As the only mandarin speaking member of our cardiology team, I spent a lot of time talking with him. We had long conversations on why smoking cessation is important and what it means to eat well. To me he complained about the hospital food, and I laughed in his face when he told me that he got the nurse to get him a hamburger and fries from the hospital cafeteria. I sat with him during his catheterization, and I translated for the cardiology fellow as he told Mr. Y that he had bad triple vessel disease, that there was nothing interventional cardiology can do for him as his coronary arteries are too bad and the plaque too diffuse for stents, and would probably need a CABG. I laughed at him again when right after he heard the news, and then told us that he was hungry because he was NPO for the entire morning and asked if someone could get him McDonalds now that we are done.

As a physician, there is so much responsibility. The idea of informed consent is hard, who can truly understand the implications, ramifications, advantages, disadvantages, challenges, and harms of an invasive procedure. It was especially hard for a patient like Mr. Y. Monolingual and poorly educated; Mr. Y was a migrant worker working as a masseuse in a mall in South Bay as the rest of his family was in China. When I asked for an emergency contact, repeated as the likelihood of CABG became greater, he could not name anyone. He was alone, in a country that does not even speak his language. Although I sat down with him and described to him in detail the surgery, he was almost indifferent, almost resigned in his trust of the medical team. Asking him to explain concepts back to us, all he would say is “I don’t really understand, but whatever you say I need, I’ll do.”

He asked me if a CABG was dangerous, and I looked him in the eye. “This is a very invasive surgery, they will need to open your chest and perform major surgery. There is the risk of complications, but we believe that this surgery can help you and we recommend you get the surgery.” I thought we were doing a good job. SGFH doesn’t even have a cardiothoracic surgeon – we called Moffitt/UCSF, got carotid ultrasounds, and PFTs, and kept him inpatient until the following week. I thought it was a triumph, an expensive surgery for a poor patient – an egalitarian use of resources and a good advocacy on our part.

One of the assignments for the medicine clerkship was to call a patient after discharge to help us think about discharges and to assess patients understanding and management after they went back home. During my last week, I finally got around to this assignment. I called his phone three times during the last week. Only on the third call did someone finally pick up, but it wasn’t Mr. Y. It was a nurse at Moffitt/UCSF. Mr. Y was still in the hospital so many days after the surgery? The nurse was actually an ICU nurse. Mr.
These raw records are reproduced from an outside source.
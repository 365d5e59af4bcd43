use std::path::{Path, PathBuf};

use clap::{Parser, Subcommand, ValueEnum};
use miette::{Context, IntoDiagnostic, Result};
use serde::Serialize;
use serde_json::{Map, Value};
use shared::{
    FeedbackInput, FeedbackRating, FeedbackUpdate, FileDownloadRequest, FormData, IncomingInput,
    LeadCaptureInput,
};
use tracing::info;
use uuid::Uuid;

use crate::Config;

#[derive(Parser, Debug)]
#[command(name = "flowise-cli", version, about = "Talk to a Flowise server from the terminal")]
pub struct Cli {
    /// Defaults to $FLOWISE_API_HOST, then http://localhost:3000
    #[arg(long, global = true)]
    pub api_host: Option<String>,

    /// Chat flow API key, defaults to $FLOWISE_API_KEY
    #[arg(long, global = true)]
    pub api_key: Option<String>,

    #[command(subcommand)]
    pub command: Command,
}

#[derive(ValueEnum, Debug, Clone, Copy, PartialEq, Eq)]
pub enum Rating {
    Up,
    Down,
}

impl From<Rating> for FeedbackRating {
    fn from(rating: Rating) -> Self {
        match rating {
            Rating::Up => FeedbackRating::ThumbsUp,
            Rating::Down => FeedbackRating::ThumbsDown,
        }
    }
}

#[derive(Subcommand, Debug)]
pub enum Command {
    /// Ask a chat flow a question
    Predict {
        chatflow: String,
        question: String,
        #[arg(long)]
        chat_id: Option<String>,
        /// JSON object merged into the flow's node config
        #[arg(long)]
        override_config: Option<String>,
    },
    /// Rate a bot message
    Feedback {
        chatflow: String,
        #[arg(long)]
        chat_id: String,
        #[arg(long)]
        message_id: String,
        #[arg(long, value_enum)]
        rating: Rating,
        #[arg(long)]
        content: Option<String>,
    },
    UpdateFeedback {
        id: String,
        #[arg(long, value_enum)]
        rating: Option<Rating>,
        #[arg(long)]
        content: Option<String>,
    },
    /// Upload files as chat attachments
    Attach {
        chatflow: String,
        #[arg(long)]
        chat_id: String,
        #[arg(required = true)]
        files: Vec<PathBuf>,
    },
    /// Upsert files into the flow's vector store
    Upsert {
        chatflow: String,
        files: Vec<PathBuf>,
        /// Extra form fields, as key=value
        #[arg(long = "field", value_parser = parse_field)]
        fields: Vec<(String, String)>,
    },
    /// Print the public chatbot config
    Config { chatflow: String },
    /// Check whether a flow can stream
    Streaming { chatflow: String },
    /// Download a file produced by an assistant flow
    Download {
        chatflow: String,
        file_name: String,
        #[arg(long)]
        chat_id: String,
        #[arg(long)]
        out: PathBuf,
    },
    /// Capture a lead for a chat session
    Lead {
        chatflow: String,
        #[arg(long)]
        chat_id: Option<String>,
        #[arg(long)]
        name: Option<String>,
        #[arg(long)]
        email: Option<String>,
        #[arg(long)]
        phone: Option<String>,
    },
    /// Show a document store
    Store { id: String },
    /// List one page of a loader's chunks
    Chunks {
        store_id: String,
        loader_id: String,
        #[arg(default_value_t = 1)]
        page: u32,
    },
}

fn parse_field(s: &str) -> Result<(String, String), String> {
    let (key, value) = s
        .split_once('=')
        .ok_or_else(|| format!("expected key=value, got {s:?}"))?;
    Ok((key.to_owned(), value.to_owned()))
}

fn mime_for(path: &Path) -> &'static str {
    let ext = path
        .extension()
        .and_then(|e| e.to_str())
        .map(|e| e.to_ascii_lowercase());

    match ext.as_deref() {
        Some("txt") => "text/plain",
        Some("md") => "text/markdown",
        Some("csv") => "text/csv",
        Some("json") => "application/json",
        Some("pdf") => "application/pdf",
        Some("png") => "image/png",
        Some("jpg" | "jpeg") => "image/jpeg",
        _ => "application/octet-stream",
    }
}

async fn file_form(form: FormData, field: &str, files: &[PathBuf]) -> Result<FormData> {
    let mut form = form;
    for path in files {
        let bytes = tokio::fs::read(path)
            .await
            .into_diagnostic()
            .wrap_err_with(|| format!("Could not read {}", path.display()))?;
        let file_name = path
            .file_name()
            .map(|n| n.to_string_lossy().into_owned())
            .unwrap_or_else(|| "upload".to_owned());
        form = form.file(field, file_name, mime_for(path), bytes);
    }
    Ok(form)
}

fn print_json(value: &impl Serialize) -> Result<()> {
    let json = serde_json::to_string_pretty(value).into_diagnostic()?;
    println!("{json}");
    Ok(())
}

fn new_chat_id() -> String {
    let id = Uuid::new_v4().to_string();
    info!(chat_id = %id, "generated chat id");
    id
}

pub async fn run(cli: Cli) -> Result<()> {
    let config = Config::from_env()?.with_overrides(cli.api_host, cli.api_key);
    let api = config.api()?;

    match cli.command {
        Command::Predict {
            chatflow,
            question,
            chat_id,
            override_config,
        } => {
            let override_config = override_config
                .map(|raw| serde_json::from_str::<Map<String, Value>>(&raw))
                .transpose()
                .into_diagnostic()
                .wrap_err("--override-config must be a JSON object")?;
            let input = IncomingInput {
                chat_id: Some(chat_id.unwrap_or_else(new_chat_id)),
                override_config,
                ..IncomingInput::question(question)
            };
            print_json(&api.send_message(&chatflow, &input).await?)
        }
        Command::Feedback {
            chatflow,
            chat_id,
            message_id,
            rating,
            content,
        } => {
            let input = FeedbackInput {
                chat_id,
                message_id,
                rating: rating.into(),
                content,
            };
            print_json(&api.create_feedback(&chatflow, &input).await?)
        }
        Command::UpdateFeedback {
            id,
            rating,
            content,
        } => {
            let update = FeedbackUpdate {
                rating: rating.map(Into::into),
                content,
                ..Default::default()
            };
            print_json(&api.update_feedback(&id, &update).await?)
        }
        Command::Attach {
            chatflow,
            chat_id,
            files,
        } => {
            let form = file_form(FormData::new(), "files", &files).await?;
            print_json(&api.create_attachment(&chatflow, &chat_id, form).await?)
        }
        Command::Upsert {
            chatflow,
            files,
            fields,
        } => {
            let mut form = FormData::new();
            for (key, value) in fields {
                form.append_text(key, value);
            }
            let form = file_form(form, "files", &files).await?;
            print_json(&api.upsert_vector_store(&chatflow, form).await?)
        }
        Command::Config { chatflow } => print_json(&api.get_chatbot_config(&chatflow).await?),
        Command::Streaming { chatflow } => print_json(&api.is_stream_available(&chatflow).await?),
        Command::Download {
            chatflow,
            file_name,
            chat_id,
            out,
        } => {
            let request = FileDownloadRequest::new(chatflow, chat_id, file_name);
            let bytes = api.download_file(&request).await?;
            tokio::fs::write(&out, &bytes)
                .await
                .into_diagnostic()
                .wrap_err_with(|| format!("Could not write {}", out.display()))?;
            info!(bytes = bytes.len(), path = %out.display(), "file downloaded");
            Ok(())
        }
        Command::Lead {
            chatflow,
            chat_id,
            name,
            email,
            phone,
        } => {
            let input = LeadCaptureInput {
                chatflowid: chatflow,
                chat_id: chat_id.unwrap_or_else(new_chat_id),
                name,
                email,
                phone,
            };
            print_json(&api.add_lead(&input).await?)
        }
        Command::Store { id } => print_json(&api.get_document_store(&id).await?),
        Command::Chunks {
            store_id,
            loader_id,
            page,
        } => print_json(&api.get_document_chunks(&store_id, &loader_id, page).await?),
    }
}
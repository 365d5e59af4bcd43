use js_sys::Array;
use tracing::warn;
use wasm_bindgen::closure::Closure;
use wasm_bindgen::{JsCast, JsValue};
use web_sys::{Element, IntersectionObserver, IntersectionObserverEntry};
use yew::prelude::*;
use yew_hooks::use_effect_once;

/// Fires `on_visible` whenever the target scrolls into view. Disconnects on drop.
pub struct LaunchObserver {
    observer: IntersectionObserver,
    _callback: Closure<dyn FnMut(Array, IntersectionObserver)>,
}

impl LaunchObserver {
    pub fn observe(target: &Element, on_visible: impl Fn() + 'static) -> Result<Self, JsValue> {
        let callback = Closure::wrap(Box::new(move |entries: Array, _: IntersectionObserver| {
            let visible = entries.iter().any(|entry| {
                entry
                    .unchecked_into::<IntersectionObserverEntry>()
                    .is_intersecting()
            });
            if visible {
                on_visible();
            }
        }) as Box<dyn FnMut(Array, IntersectionObserver)>);

        let observer = IntersectionObserver::new(callback.as_ref().unchecked_ref())?;
        observer.observe(target);

        Ok(Self {
            observer,
            _callback: callback,
        })
    }
}

impl Drop for LaunchObserver {
    fn drop(&mut self) {
        self.observer.disconnect();
    }
}

/// Turns true once the element behind `root` has been on screen, and stays
/// true. The observer lives as long as the component.
#[hook]
pub fn use_launched(root: NodeRef) -> bool {
    let launched = use_state(|| false);

    {
        let launched = launched.clone();

        use_effect_once(move || {
            let observer = root.cast::<Element>().and_then(|element| {
                LaunchObserver::observe(&element, move || launched.set(true))
                    .map_err(|err| warn!(error = ?err, "could not observe widget element"))
                    .ok()
            });

            move || drop(observer)
        });
    }

    *launched
}
//! One function per Flowise endpoint: a pure mapping from typed input to a
//! [`RequestConfig`]. Nothing here touches the network.

use std::collections::HashMap;

use serde::Serialize;

use crate::request::{FormData, Method, RequestConfig};
use crate::types::{
    FeedbackInput, FeedbackUpdate, FileDownloadRequest, IncomingInput, LeadCaptureInput,
};

pub const DEFAULT_API_HOST: &str = "http://localhost:3000";

pub const PREDICTION_ROUTE: &str = "/api/v1/prediction/{chatflowid}";
pub const CREATE_FEEDBACK_ROUTE: &str = "/api/v1/feedback/{chatflowid}";
pub const UPDATE_FEEDBACK_ROUTE: &str = "/api/v1/feedback/{id}";
pub const ATTACHMENTS_ROUTE: &str = "/api/v1/attachments/{chatflowid}/{chatId}";
pub const VECTOR_UPSERT_ROUTE: &str = "/api/v1/vector/upsert/{chatflowid}";
pub const CHATBOT_CONFIG_ROUTE: &str = "/api/v1/public-chatbotConfig/{chatflowid}";
pub const STREAMING_ROUTE: &str = "/api/v1/chatflows-streaming/{chatflowid}";
pub const FILE_DOWNLOAD_ROUTE: &str = "/api/v1/openai-assistants-file/download";
pub const LEADS_ROUTE: &str = "/api/v1/leads/";
pub const DOCUMENT_STORE_ROUTE: &str = "/api/v1/document-store/store/{id}";
pub const DOCUMENT_CHUNKS_ROUTE: &str =
    "/api/v1/document-store/chunks/{storeId}/{loaderId}/{pageNo}";

#[derive(thiserror::Error, miette::Diagnostic, Debug)]
pub enum EndpointError {
    #[error("could not fill route template {route}")]
    Template {
        route: &'static str,
        #[source]
        source: strfmt::FmtError,
    },
    #[error(transparent)]
    Serialization(serde_json::Error),
}

/// Host used verbatim when given, no trailing slash handling.
pub fn api_host(host: Option<&str>) -> &str {
    host.unwrap_or(DEFAULT_API_HOST)
}

fn url(host: Option<&str>, route: &'static str, vars: &[(&str, &str)]) -> Result<String, EndpointError> {
    let vars: HashMap<String, String> = vars
        .iter()
        .map(|(k, v)| (k.to_string(), v.to_string()))
        .collect();
    let path = if vars.is_empty() {
        route.to_owned()
    } else {
        strfmt::strfmt(route, &vars).map_err(|source| EndpointError::Template { route, source })?
    };

    Ok(format!("{}{}", api_host(host), path))
}

fn json_body(body: &impl Serialize) -> Result<serde_json::Value, EndpointError> {
    serde_json::to_value(body).map_err(EndpointError::Serialization)
}

pub fn send_message(
    host: Option<&str>,
    chatflowid: &str,
    body: &IncomingInput,
) -> Result<RequestConfig, EndpointError> {
    let url = url(host, PREDICTION_ROUTE, &[("chatflowid", chatflowid)])?;
    Ok(RequestConfig::new(Method::Post, url).json(json_body(body)?))
}

pub fn create_feedback(
    host: Option<&str>,
    chatflowid: &str,
    body: &FeedbackInput,
) -> Result<RequestConfig, EndpointError> {
    let url = url(host, CREATE_FEEDBACK_ROUTE, &[("chatflowid", chatflowid)])?;
    Ok(RequestConfig::new(Method::Post, url).json(json_body(body)?))
}

pub fn update_feedback(
    host: Option<&str>,
    id: &str,
    body: &FeedbackUpdate,
) -> Result<RequestConfig, EndpointError> {
    let url = url(host, UPDATE_FEEDBACK_ROUTE, &[("id", id)])?;
    Ok(RequestConfig::new(Method::Put, url).json(json_body(body)?))
}

/// The form gets a `chatId` text part when it has none, so body and path agree.
pub fn create_attachment(
    host: Option<&str>,
    chatflowid: &str,
    chat_id: &str,
    mut form: FormData,
) -> Result<RequestConfig, EndpointError> {
    let url = url(
        host,
        ATTACHMENTS_ROUTE,
        &[("chatflowid", chatflowid), ("chatId", chat_id)],
    )?;
    if form.text_value("chatId").is_none() {
        form.append_text("chatId", chat_id);
    }
    Ok(RequestConfig::new(Method::Post, url).form(form))
}

pub fn upsert_vector_store(
    host: Option<&str>,
    chatflowid: &str,
    form: FormData,
) -> Result<RequestConfig, EndpointError> {
    let url = url(host, VECTOR_UPSERT_ROUTE, &[("chatflowid", chatflowid)])?;
    Ok(RequestConfig::new(Method::Post, url).form(form))
}

pub fn get_chatbot_config(host: Option<&str>, chatflowid: &str) -> Result<RequestConfig, EndpointError> {
    let url = url(host, CHATBOT_CONFIG_ROUTE, &[("chatflowid", chatflowid)])?;
    Ok(RequestConfig::new(Method::Get, url))
}

pub fn is_stream_available(host: Option<&str>, chatflowid: &str) -> Result<RequestConfig, EndpointError> {
    let url = url(host, STREAMING_ROUTE, &[("chatflowid", chatflowid)])?;
    Ok(RequestConfig::new(Method::Get, url))
}

pub fn download_file(
    host: Option<&str>,
    body: &FileDownloadRequest,
) -> Result<RequestConfig, EndpointError> {
    let url = url(host, FILE_DOWNLOAD_ROUTE, &[])?;
    Ok(RequestConfig::new(Method::Post, url)
        .json(json_body(body)?)
        .blob())
}

pub fn add_lead(host: Option<&str>, body: &LeadCaptureInput) -> Result<RequestConfig, EndpointError> {
    let url = url(host, LEADS_ROUTE, &[])?;
    Ok(RequestConfig::new(Method::Post, url).json(json_body(body)?))
}

pub fn get_document_store(host: Option<&str>, id: &str) -> Result<RequestConfig, EndpointError> {
    let url = url(host, DOCUMENT_STORE_ROUTE, &[("id", id)])?;
    Ok(RequestConfig::new(Method::Get, url))
}

pub fn get_document_chunks(
    host: Option<&str>,
    store_id: &str,
    loader_id: &str,
    page_no: u32,
) -> Result<RequestConfig, EndpointError> {
    let page_no = page_no.to_string();
    let url = url(
        host,
        DOCUMENT_CHUNKS_ROUTE,
        &[
            ("storeId", store_id),
            ("loaderId", loader_id),
            ("pageNo", page_no.as_str()),
        ],
    )?;
    Ok(RequestConfig::new(Method::Get, url))
}

#[cfg(test)]
mod tests {
    use super::*;
    use crate::request::{RequestBody, ResponseType};
    use crate::types::FeedbackRating;
    use serde_json::json;

    #[test]
    fn prediction_defaults_to_local_host() {
        let req = send_message(None, "f1", &IncomingInput::question("hi")).unwrap();

        assert_eq!(req.method, Method::Post);
        assert_eq!(req.url, "http://localhost:3000/api/v1/prediction/f1");
        assert_eq!(req.body, RequestBody::Json(json!({ "question": "hi" })));
        assert_eq!(req.response_type, ResponseType::Json);
    }

    #[test]
    fn host_is_used_verbatim() {
        let req = get_chatbot_config(Some("https://flowise.example.com/"), "f1").unwrap();

        assert_eq!(
            req.url,
            "https://flowise.example.com//api/v1/public-chatbotConfig/f1"
        );
    }

    #[test]
    fn document_chunks_fill_every_segment() {
        let req = get_document_chunks(None, "s1", "l1", 2).unwrap();

        assert_eq!(req.method, Method::Get);
        assert_eq!(
            req.url,
            "http://localhost:3000/api/v1/document-store/chunks/s1/l1/2"
        );
        assert_eq!(req.body, RequestBody::Empty);
    }

    #[test]
    fn every_route_maps_to_its_method_and_path() {
        let feedback = FeedbackInput {
            chat_id: "c1".to_owned(),
            message_id: "m1".to_owned(),
            rating: FeedbackRating::ThumbsUp,
            content: None,
        };
        let lead = LeadCaptureInput {
            chatflowid: "f1".to_owned(),
            chat_id: "c1".to_owned(),
            name: None,
            email: Some("a@b.c".to_owned()),
            phone: None,
        };

        let cases = vec![
            (create_feedback(None, "f1", &feedback).unwrap(), Method::Post, "/api/v1/feedback/f1"),
            (
                update_feedback(None, "fb1", &FeedbackUpdate::default()).unwrap(),
                Method::Put,
                "/api/v1/feedback/fb1",
            ),
            (
                create_attachment(None, "f1", "c1", FormData::new()).unwrap(),
                Method::Post,
                "/api/v1/attachments/f1/c1",
            ),
            (
                upsert_vector_store(None, "f1", FormData::new()).unwrap(),
                Method::Post,
                "/api/v1/vector/upsert/f1",
            ),
            (is_stream_available(None, "f1").unwrap(), Method::Get, "/api/v1/chatflows-streaming/f1"),
            (
                download_file(None, &FileDownloadRequest::new("f1", "c1", "out.png")).unwrap(),
                Method::Post,
                "/api/v1/openai-assistants-file/download",
            ),
            (add_lead(None, &lead).unwrap(), Method::Post, "/api/v1/leads/"),
            (get_document_store(None, "s1").unwrap(), Method::Get, "/api/v1/document-store/store/s1"),
        ];

        for (req, method, path) in cases {
            assert_eq!(req.method, method, "{path}");
            assert_eq!(req.url, format!("{DEFAULT_API_HOST}{path}"));
        }
    }

    #[test]
    fn download_asks_for_blob() {
        let req = download_file(None, &FileDownloadRequest::new("f1", "c1", "out.png")).unwrap();

        assert_eq!(req.response_type, ResponseType::Blob);
        assert_eq!(
            req.body,
            RequestBody::Json(json!({
                "question": "",
                "chatflowId": "f1",
                "chatId": "c1",
                "fileName": "out.png"
            }))
        );
    }

    #[test]
    fn attachment_form_gets_chat_id_once() {
        let req = create_attachment(None, "f1", "c1", FormData::new()).unwrap();
        let RequestBody::Form(form) = req.body else {
            panic!("expected form body");
        };
        assert_eq!(form.text_value("chatId"), Some("c1"));

        let req = create_attachment(None, "f1", "c1", FormData::new().text("chatId", "c1")).unwrap();
        let RequestBody::Form(form) = req.body else {
            panic!("expected form body");
        };
        assert_eq!(form.parts().count(), 1);
    }
}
Y suffered a stroke after the CABG, and this was his 5th day in the ICU. He was now no longer able to speak, aphasic and needing to be transferred to back to SFGH – potentially for a long stay before long term placement.

It’s always said that life is fragile, and that we should cherish each and every moment, but is so hard to know and truly internalize this bitter and cold truth. It is hard to be an advocate for people who depend on you when in there is so much uncertainty, so much risk, and so much danger behind every choice. As physicians, our job is to provide predictability, stability, and comfort. To explain, reassure, manage, care for, and love our patients. Even that alone is hard.